Spinto da una suggestiva impressione di Antonio Baldini lettore di Ludovico Ariosto, Leonardo Sciascia ragiona sulla forma sonetto in Giuseppe Gioachino Belli nella nota introduttiva a una scelta di trentacinque componimenti ne Il fiore della poesia romanesca, (Belli, Pascarella, Trilussa, Dell’Arco) che, con una premessa di Pier Paolo Pasolini, Sciascia licenzia nel 1952. Baldini aveva così raffigurato la forma dell’ottava: «un palazzo con tutte le sue logge, archi, colonne, saloni, arazzi». Nella trasposizione in immagine d’una tale architettura gli otto versi e le rime che si elevano a costituirla figurano uno spazio percorribile. Fingono comodi transiti e paiono disporre a un’agevole accoglienza: addirittura, avverte Baldini, «il padron di casa in cima alle scale entra comodamente in un’ottava, per modo che quell’ottava poi ti torna sempre in mente come essa stessa tutta porticata e rimbombante».

Un palazzo l’ottava che, compiuta con ‘il padron di casa’ la visita, ti diviene in ogni sua parte noto, resta impresso nella memoria, e al quale volentieri, ogni volta, torni con un senso di cordialità amicale. Ospitalità dell’ottava. Si offre coi suoi conforti, con i suoi lussi, perfino. Sontuosa ottava che induce il lettore al rispetto di un galateo forbito, lo invita a un possesso pieno delle sue ariose stanze, delle verande, degli ampi e luminosi affacci. Una clausola metrica e ritmica che, da musicale, si accampa spaziale. E Sciascia, con perspicacia, consentendo alla figurazione di Baldini che fa del suono e delle ben costrutte parole un’amabile dimora, aggiunge: «l’ottava viene quindi a chiudere quella che è nel cinema una ‘carrellata’, o una panoramica in stupenda dissoluzione e successione di piani: ma esclude ogni possibilità di dialogo; è, insomma, in ogni senso, cinematografica». S’aprirebbe d’attorno a noi, con l’ottava, una visuale spaziosa, grata all’occhio, ma non inclinata o predisposta all’interlocuzione, alla conversazione. Ordito cinematografico dell’ottava che ti fissa in un ruolo di silenzioso spettatore. Alla conversazione, al colloquio, si disporrebbe invece la forma sonetto quale è elaborata da Belli.
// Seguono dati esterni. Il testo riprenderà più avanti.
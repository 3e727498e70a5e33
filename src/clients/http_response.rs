//! HTTP response types.
//!
//! [`HttpResponse`] is the raw response a transport returns: status code,
//! headers, and the undecoded body text. Resources keep the most recent one
//! around for introspection.

use std::collections::HashMap;

use serde_json::Value;

/// A raw HTTP response returned by a transport.
///
/// Header names are stored lower-cased; a header may carry several values.
#[derive(Clone, Debug, PartialEq, Eq)]
pub struct HttpResponse {
    /// The HTTP status code.
    pub code: u16,
    /// Response headers (headers may have multiple values).
    pub headers: HashMap<String, Vec<String>>,
    /// The raw response body.
    pub body: String,
}

impl HttpResponse {
    /// Creates a new response, lower-casing header names.
    #[must_use]
    pub fn new(code: u16, headers: HashMap<String, Vec<String>>, body: impl Into<String>) -> Self {
        let headers = headers
            .into_iter()
            .map(|(name, values)| (name.to_ascii_lowercase(), values))
            .collect();

        Self {
            code,
            headers,
            body: body.into(),
        }
    }

    /// Creates a response with a JSON body and a matching `Content-Type`.
    ///
    /// # Example
    ///
    /// ```rust
    /// use snorlax::clients::HttpResponse;
    /// use serde_json::json;
    ///
    /// let response = HttpResponse::json(200, &json!({"pokemons": []}));
    /// assert_eq!(response.header("content-type"), Some("application/json"));
    /// ```
    #[must_use]
    pub fn json(code: u16, body: &Value) -> Self {
        let mut headers = HashMap::new();
        headers.insert(
            "content-type".to_string(),
            vec!["application/json".to_string()],
        );
        Self::new(code, headers, body.to_string())
    }

    /// Creates a response without headers or body.
    #[must_use]
    pub fn empty(code: u16) -> Self {
        Self::new(code, HashMap::new(), String::new())
    }

    /// Returns `true` if the response status code is in the 2xx range.
    #[must_use]
    pub const fn is_ok(&self) -> bool {
        self.code >= 200 && self.code <= 299
    }

    /// Returns the first value of a header, matched case-insensitively.
    #[must_use]
    pub fn header(&self, name: &str) -> Option<&str> {
        self.headers
            .get(&name.to_ascii_lowercase())
            .and_then(|values| values.first())
            .map(String::as_str)
    }

    /// Returns the `X-Request-Id` header value, if present.
    #[must_use]
    pub fn request_id(&self) -> Option<&str> {
        self.header("x-request-id")
    }

    /// Returns `true` if the body is empty or whitespace.
    #[must_use]
    pub fn is_body_empty(&self) -> bool {
        self.body.trim().is_empty()
    }
}

#[cfg(test)]
mod tests {
    use super::*;
    use serde_json::json;

    #[test]
    fn test_is_ok_returns_true_for_2xx() {
        for code in 200..=299 {
            assert!(HttpResponse::empty(code).is_ok(), "code {code}");
        }
    }

    #[test]
    fn test_is_ok_returns_false_for_4xx_and_5xx() {
        assert!(!HttpResponse::empty(400).is_ok());
        assert!(!HttpResponse::empty(404).is_ok());
        assert!(!HttpResponse::empty(500).is_ok());
    }

    #[test]
    fn test_header_names_are_case_insensitive() {
        let mut headers = HashMap::new();
        headers.insert("X-Request-Id".to_string(), vec!["abc-123".to_string()]);

        let response = HttpResponse::new(200, headers, "");
        assert_eq!(response.header("x-request-id"), Some("abc-123"));
        assert_eq!(response.header("X-REQUEST-ID"), Some("abc-123"));
        assert_eq!(response.request_id(), Some("abc-123"));
    }

    #[test]
    fn test_json_constructor_serializes_body() {
        let response = HttpResponse::json(201, &json!({"id": 143}));
        assert_eq!(response.code, 201);
        assert_eq!(response.body, r#"{"id":143}"#);
    }

    #[test]
    fn test_empty_body_detection() {
        assert!(HttpResponse::empty(204).is_body_empty());
        assert!(HttpResponse::new(200, HashMap::new(), "  \n").is_body_empty());
        assert!(!HttpResponse::new(200, HashMap::new(), "{}").is_body_empty());
    }
}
Argomenta Sciascia: «compiuto come un’ottava, ma in senso teatrale, è il sonetto di Belli: nei quattordici versi s’incide con metallica precisione tutto un dramma, una scenetta, un mimo; e il sonetto ci risuona nella memoria non, come l’ottava, per suggestione di echi spaziali, ma per il serrato tempo di un dialogo». Sono d’accordo.

Non è forse il sonetto di Belli la voce di qualcuno accanto a noi, qualcuno che ci rivolge la parola? O perché risponde a una domanda che noi gli abbiam posto. O perché interloquisce con una nostra affermazione. O perché ci racconta d’un caso che gli sia successo e si confida. Gli esordi dei sonetti di Belli! È al nostro ascolto che il sonetto si volge. E, pronti come siamo e attenti a che nulla di quanto ci vien detto ci sfugga, il sonetto attende una nostra obiezione o un cenno d’assenso. O una precisazione ulteriore quale che sia. Accanto al sonetto sulla scena ci siamo noi. Insomma, il sonetto di Belli ci convoca in un ruolo di attori al quale non possiamo, interpellati e coinvolti, sottrarci. Ascoltiamo ogni diversa voce, tra le numerose che si accavallano nel corso della giornata. Sono quelle che in forma di sonetto Belli pronuncia rivolgendosi a noi. Ecco perché il sonetto di Belli è al tempo presente. È viva voce articolata al nostro cospetto. Potremmo dire che ne siamo, interlocutori interpellati o provocati, parte attiva, non solo recettiva: il sonetto attende un nostro cenno. Quanto dice infatti, per qualche verso, ci riguarda. In ogni caso, di quel giudizio, di quel fatto è bene metterci a parte. La vocazione teatrale sta quale resa immediata del correr della vita, presa da Belli come parola giorno per giorno detta, quotidiana conversazione, scambio e formulazione verbale. Altre volte queste note hanno preso in considerazione singole opere commentandole con il proposito di mostrare come da una stretta specificità e individualità irripetibili si irradino congiunzioni e rimandi, affinità e analogie. Ottava cinematografica di Ariosto, sonetto teatrale di Belli.